El deleite intelectual es ante todo personal y cada cual lo disfruta a su entender, de la forma más completa y rica que puede, si acaso repara en que el intelecto, no solo los sentidos, también puede depararle momentos de placer y disfrute incomparables. El problema reside en que estamos, a mi parecer, tan inundados de estímulos variados que inciden directamente sobre nuestras necesidades e instintos más primarios, que no encontramos ocasión, tiempo o motivación para desviar nuestra atención hacia el mundo de lo sustanciosamente “inmaterial”, hacia el paraíso de los sueños en vela; dirigirse teniendo de quilla el lomo de un libro, a modo de barco, hacia lugares lejanos que quizás nunca pisemos o deleitarse en los maravillosos silencios, meditadamente insertados, de una sutil sinfonía está al alcance de todos pero no siempre es valorado en su medida.

En mi caso, tras un periodo de seis meses expuesto a un ritmo de vida que me atrevería cuanto menos a calificar de “grotesco”, que por cierto es digno del de cualquier chino de clase media, lo cual no me produce sino compasión, vuelvo a disfrutar de “tiempo” para poder dedicar a: escribir, leer, diseñar, ordenar, dormir, escuchar, observar,… El trabajo, las obligaciones, las deudas, los hijos, el transporte, el consumo y los “pasatiempos” teledirigidos tipo fútbol y demás telechorradas nos restan tiempo y, peor aún, paz interior suficiente para dejarnos caer en lo sublime de un verso, en la belleza de un paisaje tantas veces visto pero tan pocas contemplado, en el estimulante instante de una tertulia o incluso de un debate enriquecedor con amigos, en la maravillosa experiencia de poder escuchar, visualizar, descubrir, escudriñar, analizar o incluso intentar adivinar el comportamiento de la gente, que tantas otras veces contribuía con su indiferente discurrir al sentimiento de soledad y que otrora parece cobrar vida ante unos nuevos ojos llenos de paz interna. Me atrevería a decir incluso, en relación con este último ejemplo, que, si no fuera porque de momento me siento acechado por tantas certidumbres venideras que no me dejan relajarme del todo, podría sacar provecho de tal estado escribiendo mucho y mejor sobre tantas y tantas cosas que uno llega a aprender, a golpe de observación, en el trayecto diario al trabajo.

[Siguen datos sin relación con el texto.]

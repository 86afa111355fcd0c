// Copyright 2025-Present Uplift, Inc.
// SPDX-License-Identifier: Apache-2.0

//! Delivery of encoded payloads to the events intake.

use std::time::Duration;

use async_trait::async_trait;
use reqwest::StatusCode;
use thiserror::Error;
use tracing::debug;

use crate::payload::{HttpVerb, LogEvent};

/// Default per-request timeout for the bundled HTTP dispatcher.
pub const DEFAULT_REQUEST_TIMEOUT: Duration = Duration::from_secs(10);

#[derive(Debug, Error)]
pub enum DispatchError {
    #[error("failed to send request: {0}")]
    Request(#[from] reqwest::Error),
    #[error("event intake returned {0}")]
    Status(StatusCode),
}

/// Accepts an encoded payload and attempts to deliver it.
///
/// Called at most once per flushed batch. Failures are reported to the
/// caller, which logs and discards the payload — implementations must not
/// retry internally on the engine's behalf.
#[async_trait]
pub trait EventDispatcher: Send + Sync {
    async fn dispatch(&self, payload: &LogEvent) -> Result<(), DispatchError>;
}

/// HTTP dispatcher: one attempt per payload, bounded request timeout,
/// non-2xx statuses reported as [`DispatchError::Status`].
#[derive(Debug, Clone)]
pub struct HttpEventDispatcher {
    client: reqwest::Client,
    timeout: Duration,
}

impl Default for HttpEventDispatcher {
    fn default() -> Self {
        HttpEventDispatcher {
            client: reqwest::Client::new(),
            timeout: DEFAULT_REQUEST_TIMEOUT,
        }
    }
}

impl HttpEventDispatcher {
    pub fn new() -> Self {
        Self::default()
    }

    pub fn with_timeout(timeout: Duration) -> Self {
        HttpEventDispatcher {
            client: reqwest::Client::new(),
            timeout,
        }
    }
}

#[async_trait]
impl EventDispatcher for HttpEventDispatcher {
    async fn dispatch(&self, payload: &LogEvent) -> Result<(), DispatchError> {
        let mut request = match payload.http_verb {
            HttpVerb::Get => self.client.get(&payload.url),
            HttpVerb::Post => self.client.post(&payload.url),
        };
        request = request.timeout(self.timeout);
        for (name, value) in &payload.headers {
            request = request.header(name, value);
        }

        let response = request.body(payload.body.clone()).send().await?;
        let status = response.status();
        if !status.is_success() {
            return Err(DispatchError::Status(status));
        }

        debug!("delivered payload to {}", payload.url);
        Ok(())
    }
}

#[cfg(test)]
mod tests {
    use std::collections::HashMap;

    use super::*;

    fn json_headers() -> HashMap<String, String> {
        HashMap::from([("content-type".to_string(), "application/json".to_string())])
    }

    #[tokio::test]
    async fn test_dispatch_posts_body_and_headers() {
        let mut server = mockito::Server::new_async().await;
        let mock = server
            .mock("POST", "/v1/events")
            .match_header("content-type", "application/json")
            .match_body(r#"{"account_id":"account-1"}"#)
            .with_status(200)
            .create_async()
            .await;

        let payload = LogEvent::new(
            format!("{}/v1/events", server.url()),
            HttpVerb::Post,
            json_headers(),
            r#"{"account_id":"account-1"}"#,
        );

        let result = HttpEventDispatcher::new().dispatch(&payload).await;

        assert!(result.is_ok());
        mock.assert_async().await;
    }

    #[tokio::test]
    async fn test_dispatch_uses_get_for_get_payloads() {
        let mut server = mockito::Server::new_async().await;
        let mock = server
            .mock("GET", "/v1/events")
            .with_status(200)
            .create_async()
            .await;

        let payload = LogEvent::new(
            format!("{}/v1/events", server.url()),
            HttpVerb::Get,
            HashMap::new(),
            "",
        );

        let result = HttpEventDispatcher::new().dispatch(&payload).await;

        assert!(result.is_ok());
        mock.assert_async().await;
    }

    #[tokio::test]
    async fn test_dispatch_reports_error_status() {
        let mut server = mockito::Server::new_async().await;
        let _mock = server
            .mock("POST", "/v1/events")
            .with_status(500)
            .create_async()
            .await;

        let payload = LogEvent::new(
            format!("{}/v1/events", server.url()),
            HttpVerb::Post,
            json_headers(),
            "{}",
        );

        let result = HttpEventDispatcher::new().dispatch(&payload).await;

        assert!(matches!(
            result,
            Err(DispatchError::Status(StatusCode::INTERNAL_SERVER_ERROR))
        ));
    }

    #[tokio::test]
    async fn test_dispatch_reports_connection_errors() {
        // Nothing is listening on this port.
        let payload = LogEvent::new(
            "http://127.0.0.1:9/v1/events",
            HttpVerb::Post,
            json_headers(),
            "{}",
        );

        let result = HttpEventDispatcher::with_timeout(Duration::from_millis(500))
            .dispatch(&payload)
            .await;

        assert!(matches!(result, Err(DispatchError::Request(_))));
    }
}
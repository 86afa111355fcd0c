// Copyright 2025-Present Uplift, Inc.
// SPDX-License-Identifier: Apache-2.0

//! Wire-ready request payloads for the events intake.
//!
//! A flushed batch is rendered as one [`EventBatch`] body: the shared
//! context fields promoted to the batch level plus one [`Visitor`] entry
//! per event, in accumulation order. The serialized form is carried by a
//! [`LogEvent`], the immutable value handed to the dispatch sink.

use std::collections::HashMap;

use serde::Serialize;
use serde_json::{Map, Value};

use crate::event::VisitorAttribute;

/// HTTP verb carried by a [`LogEvent`]. `Get` when unset; batch payloads
/// are always built with `Post`.
#[derive(Debug, Clone, Copy, Default, PartialEq, Eq)]
pub enum HttpVerb {
    #[default]
    Get,
    Post,
}

/// A single reportable occurrence inside a visitor snapshot.
#[derive(Debug, Clone, PartialEq, Serialize)]
pub struct SnapshotEvent {
    pub entity_id: String,
    pub uuid: String,
    pub key: String,
    pub timestamp: i64,
    #[serde(skip_serializing_if = "Option::is_none")]
    pub revenue: Option<i64>,
    #[serde(skip_serializing_if = "Option::is_none")]
    pub value: Option<f64>,
    #[serde(skip_serializing_if = "Option::is_none")]
    pub tags: Option<Map<String, Value>>,
}

/// The experiment decision an exposure was recorded under.
#[derive(Debug, Clone, PartialEq, Serialize)]
pub struct Decision {
    pub campaign_id: String,
    pub experiment_id: String,
    pub variation_id: String,
}

#[derive(Debug, Clone, PartialEq, Serialize)]
pub struct Snapshot {
    pub events: Vec<SnapshotEvent>,
    #[serde(skip_serializing_if = "Option::is_none")]
    pub decisions: Option<Vec<Decision>>,
}

#[derive(Debug, Clone, PartialEq, Serialize)]
pub struct Visitor {
    pub visitor_id: String,
    pub attributes: Vec<VisitorAttribute>,
    pub snapshots: Vec<Snapshot>,
}

/// The serialized body sent to the events intake.
#[derive(Debug, Clone, PartialEq, Serialize)]
pub struct EventBatch {
    pub account_id: String,
    pub project_id: String,
    pub revision: String,
    pub client_name: String,
    pub client_version: String,
    pub anonymize_ip: bool,
    pub enrich_decisions: bool,
    pub visitors: Vec<Visitor>,
}

/// An encoded batch ready for the dispatch sink: destination, verb,
/// headers, and the serialized body. Immutable once built — the engine
/// clears its accumulation buffer without affecting payloads already
/// constructed from it.
#[derive(Debug, Clone, PartialEq)]
pub struct LogEvent {
    pub url: String,
    pub http_verb: HttpVerb,
    pub headers: HashMap<String, String>,
    pub body: String,
}

impl LogEvent {
    pub fn new(
        url: impl Into<String>,
        http_verb: HttpVerb,
        headers: HashMap<String, String>,
        body: impl Into<String>,
    ) -> Self {
        LogEvent {
            url: url.into(),
            http_verb,
            headers,
            body: body.into(),
        }
    }
}
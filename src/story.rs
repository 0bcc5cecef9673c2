use serde::{Deserialize, Serialize};
use std::borrow::Cow;
use std::fmt;
use std::str::FromStr;

use crate::error::{Error, Result};
use crate::select::SelectOption;
use crate::status::LifecycleCode;

#[derive(Debug, Clone, Copy, PartialEq, Eq, Hash, Default, Serialize, Deserialize)]
#[serde(rename_all = "snake_case")]
pub enum StoryFlavor {
    #[default]
    FairyTale,
    Thriller,
    Romance,
    ScienceFiction,
}

impl StoryFlavor {
    pub const ALL: [StoryFlavor; 4] = [
        StoryFlavor::FairyTale,
        StoryFlavor::Thriller,
        StoryFlavor::Romance,
        StoryFlavor::ScienceFiction,
    ];

    pub fn as_str(self) -> &'static str {
        match self {
            StoryFlavor::FairyTale => "fairy_tale",
            StoryFlavor::Thriller => "thriller",
            StoryFlavor::Romance => "romance",
            StoryFlavor::ScienceFiction => "science_fiction",
        }
    }

    pub fn label(self) -> &'static str {
        match self {
            StoryFlavor::FairyTale => "Fairy Tale",
            StoryFlavor::Thriller => "Thriller",
            StoryFlavor::Romance => "Romance",
            StoryFlavor::ScienceFiction => "Science Fiction",
        }
    }
}

impl fmt::Display for StoryFlavor {
    fn fmt(&self, f: &mut fmt::Formatter<'_>) -> fmt::Result {
        f.write_str(self.as_str())
    }
}

impl FromStr for StoryFlavor {
    type Err = Error;

    fn from_str(s: &str) -> Result<Self> {
        StoryFlavor::ALL
            .into_iter()
            .find(|flavor| flavor.as_str() == s)
            .ok_or_else(|| Error::UnknownFlavor(s.to_string()))
    }
}

/// A story's flavor as reported by the service.
///
/// Flavors this client does not offer are kept verbatim in `Other`, so one
/// unfamiliar story does not hide the rest of an archive page.
#[derive(Debug, Clone, PartialEq, Eq, Hash, Serialize, Deserialize)]
#[serde(from = "String", into = "String")]
pub enum FlavorCode {
    Known(StoryFlavor),
    Other(String),
}

impl FlavorCode {
    pub fn as_str(&self) -> &str {
        match self {
            FlavorCode::Known(flavor) => flavor.as_str(),
            FlavorCode::Other(code) => code,
        }
    }

    pub fn known(&self) -> Option<StoryFlavor> {
        match self {
            FlavorCode::Known(flavor) => Some(*flavor),
            FlavorCode::Other(_) => None,
        }
    }

    /// Menu label for offered flavors, the raw code with spaces otherwise.
    pub fn label(&self) -> Cow<'_, str> {
        match self {
            FlavorCode::Known(flavor) => Cow::Borrowed(flavor.label()),
            FlavorCode::Other(code) => Cow::Owned(code.replace('_', " ")),
        }
    }
}

impl From<StoryFlavor> for FlavorCode {
    fn from(flavor: StoryFlavor) -> Self {
        FlavorCode::Known(flavor)
    }
}

impl From<String> for FlavorCode {
    fn from(code: String) -> Self {
        match code.parse::<StoryFlavor>() {
            Ok(flavor) => FlavorCode::Known(flavor),
            Err(_) => FlavorCode::Other(code),
        }
    }
}

impl From<FlavorCode> for String {
    fn from(code: FlavorCode) -> Self {
        match code {
            FlavorCode::Known(flavor) => flavor.as_str().to_string(),
            FlavorCode::Other(code) => code,
        }
    }
}

impl fmt::Display for FlavorCode {
    fn fmt(&self, f: &mut fmt::Formatter<'_>) -> fmt::Result {
        f.write_str(self.as_str())
    }
}

pub fn flavor_options() -> Vec<SelectOption<StoryFlavor>> {
    StoryFlavor::ALL
        .into_iter()
        .map(|flavor| SelectOption::new(flavor, flavor.label()))
        .collect()
}

pub const PAGE_SIZES: [u64; 4] = [5, 10, 20, 50];
pub const DEFAULT_PAGE_SIZE: u64 = 10;

pub fn page_size_options() -> Vec<SelectOption<u64>> {
    PAGE_SIZES
        .into_iter()
        .map(|size| SelectOption::new(size, size.to_string()))
        .collect()
}

#[derive(Debug, Clone, PartialEq, Serialize, Deserialize)]
#[serde(rename_all = "camelCase")]
pub struct StoryGenerationRequest {
    pub flavor: StoryFlavor,
    #[serde(default, skip_serializing_if = "Option::is_none")]
    pub additional_context: Option<String>,
    /// Whether mature (18+) content is allowed.
    #[serde(default)]
    pub eighting_plus_enabled: bool,
}

impl StoryGenerationRequest {
    /// Blank context is sent as absent.
    pub fn new(flavor: StoryFlavor, additional_context: &str, eighting_plus_enabled: bool) -> Self {
        let additional_context = if additional_context.is_empty() {
            None
        } else {
            Some(additional_context.to_string())
        };

        Self {
            flavor,
            additional_context,
            eighting_plus_enabled,
        }
    }
}

#[derive(Debug, Clone, PartialEq, Serialize, Deserialize)]
#[serde(rename_all = "camelCase")]
pub struct StoryGenerationResponse {
    pub id: String,
    pub flavor: FlavorCode,
    pub title: String,
    pub story_text: String,
    #[serde(default)]
    pub image_url: Option<String>,
    #[serde(default)]
    pub audio_url: Option<String>,
    #[serde(default)]
    pub audio_duration_seconds: Option<f64>,
    #[serde(default)]
    pub generation_time_seconds: Option<f64>,
    pub created_at: String,
    pub status: LifecycleCode,
}

impl StoryGenerationResponse {
    pub fn from_json(json: &str) -> Result<Self> {
        Ok(serde_json::from_str(json)?)
    }

    /// The title only means something once generation has completed.
    pub fn display_title(&self) -> &str {
        if self.status == LifecycleCode::Completed {
            self.title.as_str()
        } else {
            "Story generation in progress..."
        }
    }

    pub fn generation_time_text(&self) -> Option<String> {
        self.generation_time_seconds.map(format_generation_time)
    }

    pub fn audio_duration_text(&self) -> Option<String> {
        self.audio_duration_seconds
            .map(|seconds| format!("Audio duration: {}s", round_seconds(seconds)))
    }
}

#[derive(Debug, Clone, PartialEq, Serialize, Deserialize)]
pub struct StoryListItem {
    pub id: String,
    pub flavor: FlavorCode,
    pub title: String,
    pub story_preview: String,
    #[serde(default)]
    pub audio_url: Option<String>,
    pub created_at: String,
    pub status: LifecycleCode,
}

#[derive(Debug, Clone, PartialEq, Serialize, Deserialize)]
pub struct StoryListResponse {
    pub stories: Vec<StoryListItem>,
    pub total: u64,
    pub page: u64,
    pub page_size: u64,
}

impl StoryListResponse {
    pub fn from_json(json: &str) -> Result<Self> {
        Ok(serde_json::from_str(json)?)
    }

    pub fn total_pages(&self) -> u64 {
        total_pages(self.total, self.page_size)
    }
}

/// Never less than one page, even for an empty archive.
pub fn total_pages(total: u64, page_size: u64) -> u64 {
    if page_size == 0 {
        return 1;
    }
    total.div_ceil(page_size).max(1)
}

/// `"1m 5s"` above a minute, `"42s"` below; rounded to whole seconds.
pub fn format_generation_time(seconds: f64) -> String {
    let total = round_seconds(seconds);
    let minutes = total / 60;
    let rest = total % 60;
    if minutes > 0 {
        format!("{}m {}s", minutes, rest)
    } else {
        format!("{}s", rest)
    }
}

fn round_seconds(seconds: f64) -> u64 {
    if seconds.is_finite() {
        seconds.max(0.0).round() as u64
    } else {
        0
    }
}

/// Paging position over the story archive.
#[derive(Debug, Clone, Copy, PartialEq, Eq, Serialize)]
#[serde(rename_all = "camelCase")]
pub struct Pager {
    page: u64,
    page_size: u64,
    total: u64,
}

impl Pager {
    pub fn new(page_size: u64) -> Self {
        Self {
            page: 1,
            page_size,
            total: 0,
        }
    }

    pub fn page(&self) -> u64 {
        self.page
    }

    pub fn page_size(&self) -> u64 {
        self.page_size
    }

    pub fn total_pages(&self) -> u64 {
        total_pages(self.total, self.page_size)
    }

    pub fn set_total(&mut self, total: u64) {
        self.total = total;
    }

    /// The current page is kept; `next`/`prev` clamp on the following move.
    pub fn set_page_size(&mut self, page_size: u64) {
        self.page_size = page_size;
    }

    pub fn has_prev(&self) -> bool {
        self.page > 1
    }

    pub fn has_next(&self) -> bool {
        self.page < self.total_pages()
    }

    pub fn prev(&mut self) {
        self.page = self.page.saturating_sub(1).max(1);
    }

    pub fn next(&mut self) {
        self.page = (self.page + 1).min(self.total_pages());
    }

    pub fn label(&self) -> String {
        format!("Page {} / {}", self.page, self.total_pages())
    }
}

#[cfg(test)]
mod tests {
    use super::*;

    #[test]
    fn flavors_parse_and_label() {
        assert_eq!("science_fiction".parse::<StoryFlavor>().unwrap(), StoryFlavor::ScienceFiction);
        assert!(matches!(
            "horror".parse::<StoryFlavor>(),
            Err(Error::UnknownFlavor(flavor)) if flavor == "horror"
        ));

        let options = flavor_options();
        assert_eq!(options.len(), 4);
        assert_eq!(options[0], SelectOption::new(StoryFlavor::FairyTale, "Fairy Tale"));
        assert_eq!(options[3].label, "Science Fiction");
    }

    #[test]
    fn page_size_options_use_numbers_as_labels() {
        let labels: Vec<String> = page_size_options().into_iter().map(|o| o.label).collect();
        assert_eq!(labels, vec!["5", "10", "20", "50"]);
        assert!(PAGE_SIZES.contains(&DEFAULT_PAGE_SIZE));
    }

    #[test]
    fn request_omits_blank_context() {
        let request = StoryGenerationRequest::new(StoryFlavor::Thriller, "", false);
        assert_eq!(
            serde_json::to_string(&request).unwrap(),
            r#"{"flavor":"thriller","eightingPlusEnabled":false}"#
        );

        let request = StoryGenerationRequest::new(StoryFlavor::Romance, "by the sea", true);
        assert_eq!(
            serde_json::to_string(&request).unwrap(),
            r#"{"flavor":"romance","additionalContext":"by the sea","eightingPlusEnabled":true}"#
        );
    }

    #[test]
    fn decodes_generation_response() {
        let json = r#"{
            "id": "abc",
            "flavor": "fairy_tale",
            "title": "The Lantern",
            "storyText": "Once upon a time",
            "imageUrl": "files/images/abc.png",
            "audioUrl": null,
            "generationTimeSeconds": 65.2,
            "createdAt": "2024-05-01T10:00:00Z",
            "status": "generating_audio"
        }"#;

        let story = StoryGenerationResponse::from_json(json).unwrap();
        assert_eq!(story.flavor.known(), Some(StoryFlavor::FairyTale));
        assert_eq!(story.flavor.label(), "Fairy Tale");
        assert_eq!(story.status, LifecycleCode::GeneratingAudio);
        assert_eq!(story.display_title(), "Story generation in progress...");
        assert_eq!(story.generation_time_text().as_deref(), Some("1m 5s"));
        assert_eq!(story.audio_url, None);
        assert_eq!(story.audio_duration_text(), None);

        let done = StoryGenerationResponse {
            status: LifecycleCode::Completed,
            audio_duration_seconds: Some(93.6),
            ..story
        };
        assert_eq!(done.display_title(), "The Lantern");
        assert_eq!(done.audio_duration_text().as_deref(), Some("Audio duration: 94s"));
    }

    #[test]
    fn decodes_list_with_unknown_status() {
        let json = r#"{
            "stories": [{
                "id": "1",
                "flavor": "thriller",
                "title": "Night Train",
                "story_preview": "The train...",
                "created_at": "2024-05-01T10:00:00Z",
                "status": "queued_for_review"
            }],
            "total": 21,
            "page": 1,
            "page_size": 10
        }"#;

        let list = StoryListResponse::from_json(json).unwrap();
        assert_eq!(list.total_pages(), 3);
        assert_eq!(list.stories[0].audio_url, None);
        assert_eq!(
            list.stories[0].status.presentation().label,
            "Queued For Review"
        );
    }

    #[test]
    fn unknown_flavor_keeps_the_page() {
        let json = r#"{
            "stories": [
                {
                    "id": "1",
                    "flavor": "cosmic_horror",
                    "title": "The Deep",
                    "story_preview": "Below...",
                    "created_at": "2024-05-01T10:00:00Z",
                    "status": "completed"
                },
                {
                    "id": "2",
                    "flavor": "romance",
                    "title": "Harbour Lights",
                    "story_preview": "She waited...",
                    "created_at": "2024-05-02T10:00:00Z",
                    "status": "failed"
                }
            ],
            "total": 2,
            "page": 1,
            "page_size": 10
        }"#;

        let list = StoryListResponse::from_json(json).unwrap();
        assert_eq!(list.stories.len(), 2);

        let unknown = &list.stories[0].flavor;
        assert_eq!(*unknown, FlavorCode::Other("cosmic_horror".to_string()));
        assert_eq!(unknown.known(), None);
        assert_eq!(unknown.label(), "cosmic horror");
        assert_eq!(list.stories[1].flavor, FlavorCode::from(StoryFlavor::Romance));

        let encoded = serde_json::to_value(&list.stories[0]).unwrap();
        assert_eq!(encoded["flavor"], "cosmic_horror");
    }

    #[test]
    fn bad_payload_is_a_decode_error() {
        assert!(matches!(
            StoryListResponse::from_json("{\"stories\": 3}"),
            Err(Error::Decode(_))
        ));
    }

    #[test]
    fn generation_time_formatting() {
        assert_eq!(format_generation_time(65.0), "1m 5s");
        assert_eq!(format_generation_time(42.4), "42s");
        assert_eq!(format_generation_time(59.6), "1m 0s");
        assert_eq!(format_generation_time(0.0), "0s");
        assert_eq!(format_generation_time(-8.0), "0s");
    }

    #[test]
    fn total_pages_never_below_one() {
        assert_eq!(total_pages(0, 10), 1);
        assert_eq!(total_pages(10, 10), 1);
        assert_eq!(total_pages(11, 10), 2);
        assert_eq!(total_pages(11, 0), 1);
    }

    #[test]
    fn pager_clamps_moves() {
        let mut pager = Pager::new(DEFAULT_PAGE_SIZE);
        pager.prev();
        assert_eq!(pager.page(), 1);
        assert!(!pager.has_prev());

        pager.set_total(25);
        assert_eq!(pager.label(), "Page 1 / 3");
        pager.next();
        pager.next();
        pager.next();
        assert_eq!(pager.page(), 3);
        assert!(!pager.has_next());

        pager.set_page_size(50);
        assert_eq!(pager.label(), "Page 3 / 1");
        pager.next();
        assert_eq!(pager.page(), 1);
    }
}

Cuando te enfrascas tanto en “vivir” que se te olvida vivir, acabas lamentándolo con el tiempo, y lo peor no es eso, sino que acaba pasando factura siempre y sin poder evitarlo, ya sea sobre la salud propia o ajena, teniendo que asumir pérdidas que no siempre han de ser graves: amigos, relaciones, vínculos, experiencias, dinero,… Pero a la vez pienso que por ser pesarosa pero al tiempo aleccionadora, la experiencia de darse cuenta de la importancia del cambiar el “vivir” por una vida mejor y más plena es altamente recomendable que todo el mundo la pase. Sólo después de echar en falta lo que tenemos aprendemos a valorarlo en su justa medida.

A colación de esto, este mes quiero compartir con todos, uno de los maravillosos textos que se pueden encontrar en los libros de Tony de Mello y que ahora viene a mi memoria en lo sustancial. Se trata de un cuento que por no tener ahora al alcance el libro en cuestión no puedo referencias ni transcribir de forma literal, pero que venía a contar una historia como la siguiente que intentaré insinuar de memoria.

“Érase un hombre que vivía en una pequeña casa que compartía con sus tres hijos y su mujer, y que se encontraba agobiado por las estrecheces y las incomodidades que debía de sufrir por tener que dormir todos en un mismo dormitorio que a su vez servía de salón y cocina. Al tiempo que su desesperación se acrecentaba y su impaciencia se hacía dueño de él mismo, decidió consultar con un anciano monje, sabio del lugar, en busca de consejo, pues según había oído todos los que a él acudieron quedaron complacidos en su sabiduría.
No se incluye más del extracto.